Dudley led the Southeastern Conference in rebounding for three consecutive seasons, becoming the first to do so since Shaquille O'Neal. He also holds the university's school record with 129 career starts and ranks seventh all-time in scoring (1,764 points) and fourth in rebounding (1,184). Dudley also recorded 43 double-doubles, giving him the nickname “E-double double”.

==Professional career==
He missed the 2003–2004 season due to a knee injury. He would have played for Basket Rimini Crabs in Italy.

In 2004, Dudley started his professional career with Maccabi Rishon LeZion in Israel starting in 22 games, averaging 19.7 points and 11.6 rebounds.

In 2005, he joined Türk Telekom in Ankara, Turkey, where he averaged 17.1 points and 8.4 rebounds in 34 games.
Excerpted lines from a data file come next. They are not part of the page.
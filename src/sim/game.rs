//! Game flow controller
//!
//! Owns the current `World` and routes input and frame updates to it.
//! Tapping after death throws the whole world away and builds a new one.

use glam::Vec2;
use rand::{RngCore, SeedableRng};
use rand_pcg::Pcg32;

use super::state::{GameEvent, GameState, Shapes, World};
use super::tick::{handle_tap, tick};
use crate::tuning::Tuning;

#[derive(Debug)]
pub struct Game {
    world: World,
    tuning: Tuning,
    shapes: Shapes,
    screen: Vec2,
    /// Seeds for every run after the first
    seeds: Pcg32,
    runs: u32,
}

impl Game {
    pub fn new(seed: u64, screen: Vec2, shapes: Shapes, tuning: Tuning) -> Self {
        log::info!("New game with seed {seed}");
        let world = World::new(seed, screen, &shapes, &tuning);
        Self {
            world,
            tuning,
            shapes,
            screen,
            seeds: Pcg32::seed_from_u64(seed),
            runs: 1,
        }
    }

    pub fn world(&self) -> &World {
        &self.world
    }

    pub fn tuning(&self) -> &Tuning {
        &self.tuning
    }

    pub fn state(&self) -> GameState {
        self.world.state()
    }

    /// Number of runs started, including the current one
    pub fn runs(&self) -> u32 {
        self.runs
    }

    /// The single "primary action" input, handled immediately
    pub fn handle_input(&mut self) {
        if self.world.state() == GameState::Dead {
            self.restart();
        } else {
            handle_tap(&mut self.world, &self.tuning);
        }
    }

    /// Advance one frame of `dt` real seconds
    pub fn update(&mut self, dt: f32) {
        tick(&mut self.world, &self.tuning, dt);
    }

    /// Take notifications produced since the last call
    pub fn drain_events(&mut self) -> Vec<GameEvent> {
        self.world.drain_events()
    }

    fn restart(&mut self) {
        let seed = self.seeds.next_u64();
        let pending = self.world.drain_events();

        self.world = World::new(seed, self.screen, &self.shapes, &self.tuning);
        self.world.events = pending;
        self.world.events.push(GameEvent::NewGame { seed });
        self.runs += 1;
        log::info!("New game with seed {seed} (run {})", self.runs);
    }
}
In 2006, Dudley re-signed with Türk Telekom, where he averaged 16.1 points, 8.8 rebounds and 1.4 assists in the Turkish Basketball League and 21.4 points, 6.8 rebounds, 1.2 assists in Fiba EuroCup. After playing five seasons with Türk Telekom, Dudley's contract came to an end. In the summer of 2010, he signed a contract with Efes Pilsen.

In the summer of 2011, he signed a contract with Beşiktaş. He helped them to win the Turkish Basketball League, Turkish Cup and EuroChallenge. In July 2012, he signed a contract with Galatasaray Liv Hospital. In July 2014, he signed a contract with Turkish team Darüşşafaka.

On November 16, 2017, he signed with Sakarya BB for the rest of the 2017–18 BSL season.

==Personal==
Dudley is the son of Patricia Dudley and Otis Hunter II. He has a daughter, LaDaisha. In August 2011 he welcomed twins, Talia and Ej. Due to playing with Türk Telekom for three consecutive seasons, Dudley was eligible to apply for Turkish citizenship. On December 17, 2008, his Turkish citizenship became official. The 2009–10 basketball season was his first playing as a Turkish citizen. Dudley currently maintains dual American and Turkish citizenship.